Gli impatti legati alla pandemia del Covid-19 hanno portato la Sampdoria a studiare come poter ottenere un prestito garantito dalla Sace. Lo scrive la stessa società nel bilancio chiuso il 31 dicembre 2019.

Sono quattro le principali variabili economiche legate alla “prosecuzione o meno della corrente stagione sportiva”, spiega la società. In particolare, i ricavi da diritti tv, i ricavi da sponsorizzazione (“potrebbero emergere richieste di revisione dei corrispettivi contrattuali. La Società curerà le azioni a tutela dei propri interessi in relazione alle potenziali richieste degli sponsor”), il costo del lavoro legato agli stipendi dei giocatori e i costi generali.

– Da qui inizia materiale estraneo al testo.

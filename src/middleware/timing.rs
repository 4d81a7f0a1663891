use axum::{extract::Request, middleware::Next, response::Response};
use std::time::Instant;
use tracing::{debug, info};

/// Tower-compatible middleware that adds two response headers:
///
///   X-Response-Time-Us  — total handler wall time in microseconds
///   Server-Timing       — same value in the standard Server-Timing format
///
/// and logs one line per API request.
pub async fn timing_middleware(req: Request, next: Next) -> Response {
    let method = req.method().clone();
    let path = req.uri().path().to_owned();

    let start = Instant::now();
    let mut response = next.run(req).await;
    let elapsed = start.elapsed();
    let us = elapsed.as_micros() as u64;

    // ── Inject response headers ─────────────────────────────────
    if let Ok(val) = us.to_string().parse() {
        response.headers_mut().insert("X-Response-Time-Us", val);
    }

    let server_timing =
        format!("total;dur={:.3}", elapsed.as_secs_f64() * 1000.0);
    if let Ok(val) = server_timing.parse() {
        response.headers_mut().insert("Server-Timing", val);
    }

    // ── Log ─────────────────────────────────────────────────────
    let status = response.status().as_u16();
    // Event ingestion and the SSE feed are too chatty for info
    if path == "/api/events" || path.ends_with("/stream") {
        debug!(%method, %path, status, us, "request");
    } else if path.starts_with("/api/") {
        info!(%method, %path, status, us, "request");
    }

    response
}
pub mod timing;
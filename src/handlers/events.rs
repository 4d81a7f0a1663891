use axum::{
    extract::{Path, Query, State},
    Json,
};
use serde::{Deserialize, Serialize};
use std::sync::Arc;

use crate::metrics::{Histogram, Outcome, StatsSnapshot};
use crate::AppState;

use super::{blocking, AppError};

// ─── Request / response types ────────────────────────────────────

#[derive(Debug, Clone, Deserialize)]
#[serde(rename_all = "camelCase")]
pub struct RecordEventRequest {
    /// Raw request id, usually the URL that was fetched
    pub url: String,

    /// Observed latency (ms); absent for calls that never completed
    #[serde(default)]
    pub latency_ms: Option<f64>,

    /// `success` (default), `failed` or `timeout`
    #[serde(default)]
    pub outcome: Option<String>,
}

#[derive(Debug, Serialize)]
pub struct EndpointKey {
    pub endpoint: String,
}

#[derive(Debug, Deserialize)]
pub struct ResolveQuery {
    pub url: String,
}

#[derive(Debug, Default, Deserialize)]
#[serde(rename_all = "camelCase")]
pub struct HistogramQuery {
    pub bin_size: Option<f64>,
    pub max_ms: Option<f64>,
}

// ─── POST /api/events ────────────────────────────────────────────

pub async fn record_event(
    State(state): State<Arc<AppState>>,
    Json(req): Json<RecordEventRequest>,
) -> Result<Json<EndpointKey>, AppError> {
    // Unknown outcomes are refused so every call lands in exactly one counter
    let outcome = match req.outcome.as_deref() {
        None => Outcome::default(),
        Some(s) => s
            .parse::<Outcome>()
            .map_err(|e| AppError::BadRequest(e.to_string()))?,
    };

    // May trigger a periodic save
    let endpoint = blocking(move || {
        state
            .store
            .lock()
            .record_event(&req.url, req.latency_ms, outcome)
    })
    .await?;

    Ok(Json(EndpointKey { endpoint }))
}

// ─── GET /api/resolve?url= ───────────────────────────────────────

pub async fn resolve_endpoint(
    State(state): State<Arc<AppState>>,
    Query(q): Query<ResolveQuery>,
) -> Json<EndpointKey> {
    let endpoint = state.store.lock().resolve_endpoint_key(&q.url);
    Json(EndpointKey { endpoint })
}

// ─── GET /api/metrics/:endpoint ──────────────────────────────────

pub async fn get_snapshot(
    State(state): State<Arc<AppState>>,
    Path(endpoint): Path<String>,
) -> Result<Json<StatsSnapshot>, AppError> {
    state
        .store
        .lock()
        .snapshot(&endpoint)
        .map(Json)
        .ok_or_else(|| AppError::NotFound(format!("endpoint '{endpoint}' not found")))
}

// ─── GET /api/histogram/:endpoint ────────────────────────────────

pub async fn get_histogram(
    State(state): State<Arc<AppState>>,
    Path(endpoint): Path<String>,
    Query(q): Query<HistogramQuery>,
) -> Json<Histogram> {
    let bin_size = q.bin_size.unwrap_or(state.default_bin_size);
    Json(state.store.lock().histogram(&endpoint, bin_size, q.max_ms))
}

A subire gli effetti negativi della pandemia saranno in particolar modo i ricavi da biglietteria e correlati, visto che “la prospettata eventuale ripresa del campionato dovrebbe prevedere di disputare gli incontri a porte chiuse, e che l’adozione di analoga misura, sulla base delle informazioni oggi disponibili, è da ritenersi probabile anche per l’inizio della prossima stagione calcistica”.

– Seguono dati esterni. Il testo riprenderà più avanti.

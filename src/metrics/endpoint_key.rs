use url::Url;

/// Query parameters that name the endpoint directly, checked in this order.
const KEY_PARAMS: &[&str] = &["LAYERS", "layers", "layer"];

/// Base used for relative request ids when none is configured.
pub const DEFAULT_BASE_URL: &str = "http://localhost/";

/// Derives the grouping key for a raw request id (a URL-like string).
///
/// Priority: `LAYERS` / `layers` / `layer` query value, then the last
/// non-empty path segment, then the host name. Anything that does not
/// parse comes back unchanged.
#[derive(Debug, Clone)]
pub struct EndpointKeyResolver {
    base: Option<Url>,
}

impl Default for EndpointKeyResolver {
    fn default() -> Self {
        Self::new(Some(DEFAULT_BASE_URL))
    }
}

impl EndpointKeyResolver {
    /// An unparseable `base` is treated as no base at all.
    pub fn new(base: Option<&str>) -> Self {
        Self {
            base: base.and_then(|b| Url::parse(b).ok()),
        }
    }

    /// Resolver without a base: relative ids fall back to the raw input.
    pub fn without_base() -> Self {
        Self { base: None }
    }

    pub fn resolve(&self, raw_id: &str) -> String {
        self.try_resolve(raw_id)
            .unwrap_or_else(|| raw_id.to_string())
    }

    fn try_resolve(&self, raw_id: &str) -> Option<String> {
        let url = self.parse(raw_id)?;

        // ── 1. Explicit layer parameter ─────────────────────────
        for name in KEY_PARAMS {
            let value = url
                .query_pairs()
                .find(|(k, _)| k == name)
                .map(|(_, v)| v.into_owned());
            if let Some(v) = value.filter(|v| !v.is_empty()) {
                return Some(v);
            }
        }

        // ── 2. Last path segment ────────────────────────────────
        if let Some(segment) = url.path().split('/').filter(|s| !s.is_empty()).last() {
            return Some(segment.to_string());
        }

        // ── 3. Host name ────────────────────────────────────────
        url.host_str()
            .filter(|h| !h.is_empty())
            .map(str::to_string)
    }

    fn parse(&self, raw_id: &str) -> Option<Url> {
        // The url parser silently percent-encodes spaces and strips
        // control characters; such input is not a request id.
        if raw_id.is_empty() || raw_id.chars().any(|c| c.is_whitespace() || c.is_control()) {
            return None;
        }

        match Url::parse(raw_id) {
            Ok(url) => Some(url),
            Err(url::ParseError::RelativeUrlWithoutBase) => {
                self.base.as_ref().and_then(|base| base.join(raw_id).ok())
            }
            Err(_) => None,
        }
    }
}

Incertezze e potenziali problematiche che hanno portato così la Sampdoria ad attivarsi “allo scopo di accedere agli strumenti finanziari di contrasto della crisi finanziaria previsti dal Decreto c.d. “Liquidità” in materia di finanziamenti di medio/lungo termine incentrati in sostanza sulla possibilità di ottenere finanziamenti assistiti da garanzia SACE o del Fondo di Garanzia Centrale. Ciò al fine di consentre alla Società la gestione ordinata delle possibili tensioni finanziarie su di un arco temporale più ampio”, spiega il club.

“Si evidenzia come la Società al 31 dicembre 2019 rispetti tutti i parametri economico finanziari necessari per l’istruttoria della pratica, e come anche la LNPA stia portando avanti un’attività di supporto nei confronti di tutte le proprie associate al fine di sviluppare iniziative in pool per l’attivazione di tali strumenti”, aggiunge la Sampdoria.

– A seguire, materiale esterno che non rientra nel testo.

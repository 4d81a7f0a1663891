use std::fmt;
use std::str::FromStr;

use chrono::{DateTime, Utc};
use serde::{Deserialize, Serialize};

use super::sample_buffer::SampleBuffer;

/// How a single call ended, as decided by the caller.
#[derive(Debug, Clone, Copy, PartialEq, Eq, Hash, Default, Serialize, Deserialize)]
#[serde(rename_all = "lowercase")]
pub enum Outcome {
    #[default]
    Success,
    Failed,
    Timeout,
}

impl Outcome {
    pub fn as_str(self) -> &'static str {
        match self {
            Self::Success => "success",
            Self::Failed => "failed",
            Self::Timeout => "timeout",
        }
    }
}

impl fmt::Display for Outcome {
    fn fmt(&self, f: &mut fmt::Formatter<'_>) -> fmt::Result {
        f.write_str(self.as_str())
    }
}

#[derive(Debug, Clone, PartialEq, Eq)]
pub struct UnknownOutcome(pub String);

impl fmt::Display for UnknownOutcome {
    fn fmt(&self, f: &mut fmt::Formatter<'_>) -> fmt::Result {
        write!(
            f,
            "unknown outcome '{}' (expected success, failed or timeout)",
            self.0
        )
    }
}

impl std::error::Error for UnknownOutcome {}

impl FromStr for Outcome {
    type Err = UnknownOutcome;

    fn from_str(s: &str) -> Result<Self, Self::Err> {
        match s {
            "success" => Ok(Self::Success),
            "failed" => Ok(Self::Failed),
            "timeout" => Ok(Self::Timeout),
            other => Err(UnknownOutcome(other.to_string())),
        }
    }
}

/// Counters and latency samples for one endpoint key.
///
/// `total_calls` always equals the sum of the three outcome counters,
/// including for records restored from storage.
#[derive(Debug, Clone, PartialEq, Serialize)]
#[serde(rename_all = "camelCase")]
pub struct EndpointRecord {
    total_calls: u64,
    successful_calls: u64,
    failed_calls: u64,
    timed_out_calls: u64,
    response_times: SampleBuffer,
    #[serde(with = "chrono::serde::ts_milliseconds")]
    last_updated: DateTime<Utc>,
}

impl EndpointRecord {
    pub fn new(capacity: usize, now: DateTime<Utc>) -> Self {
        Self {
            total_calls: 0,
            successful_calls: 0,
            failed_calls: 0,
            timed_out_calls: 0,
            response_times: SampleBuffer::new(capacity),
            last_updated: now,
        }
    }

    /// Apply one event. Non-finite latencies update counters only.
    pub fn observe(&mut self, latency: Option<f64>, outcome: Outcome, now: DateTime<Utc>) {
        self.total_calls += 1;
        match outcome {
            Outcome::Success => self.successful_calls += 1,
            Outcome::Failed => self.failed_calls += 1,
            Outcome::Timeout => self.timed_out_calls += 1,
        }
        if let Some(ms) = latency.filter(|v| v.is_finite()) {
            self.response_times.push(ms);
        }
        self.last_updated = now;
    }

    pub fn total_calls(&self) -> u64 {
        self.total_calls
    }

    pub fn successful_calls(&self) -> u64 {
        self.successful_calls
    }

    pub fn failed_calls(&self) -> u64 {
        self.failed_calls
    }

    pub fn timed_out_calls(&self) -> u64 {
        self.timed_out_calls
    }

    pub fn response_times(&self) -> &SampleBuffer {
        &self.response_times
    }

    pub fn last_updated(&self) -> DateTime<Utc> {
        self.last_updated
    }

    /// A stored `totalCalls` that disagrees with the outcome counters is
    /// replaced by their sum.
    pub(crate) fn from_stored(stored: StoredRecord, capacity: usize, now: DateTime<Utc>) -> Self {
        let total = stored
            .successful_calls
            .saturating_add(stored.failed_calls)
            .saturating_add(stored.timed_out_calls);
        Self {
            total_calls: total,
            successful_calls: stored.successful_calls,
            failed_calls: stored.failed_calls,
            timed_out_calls: stored.timed_out_calls,
            response_times: SampleBuffer::from_samples(
                coerce_samples(stored.response_times),
                capacity,
            ),
            last_updated: stored.last_updated.unwrap_or(now),
        }
    }
}

/// Wire shape of a persisted record; tolerant of a missing or
/// malformed `responseTimes`. `totalCalls` is derived, so it is not read.
#[derive(Debug, Deserialize)]
#[serde(rename_all = "camelCase")]
pub(crate) struct StoredRecord {
    #[serde(default)]
    successful_calls: u64,
    #[serde(default)]
    failed_calls: u64,
    #[serde(default)]
    timed_out_calls: u64,
    #[serde(default)]
    response_times: serde_json::Value,
    #[serde(default, with = "chrono::serde::ts_milliseconds_option")]
    last_updated: Option<DateTime<Utc>>,
}

/// Anything but an array becomes empty; non-numeric or non-finite
/// elements are dropped.
fn coerce_samples(value: serde_json::Value) -> Vec<f64> {
    match value {
        serde_json::Value::Array(items) => items
            .iter()
            .filter_map(serde_json::Value::as_f64)
            .filter(|v| v.is_finite())
            .collect(),
        _ => Vec::new(),
    }
}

Nonostante le incertezze, “gli Amministratori hanno aggiornato alla data di redazione del bilancio la valutazione della sussistenza della continuità aziendale e sono correttamente giunti alla conclusione che l’applicazione del presupposto della continuità aziendale è ancora appropriato ancorché soggetto a significative incertezze e comunque legato al raggiungimento degli obbiettivi in base ai quali sono stati redatti i piani aziendal”i.

“Gli stessi amministratori in considerazione delle sensitivity sviluppate, confermano l’esistenza delle condizioni finanziarie e patrimoniali per la prosecuzione dell’attività futura ed il conseguente mantenimento della continuità aziendale”, conclude il club doriano.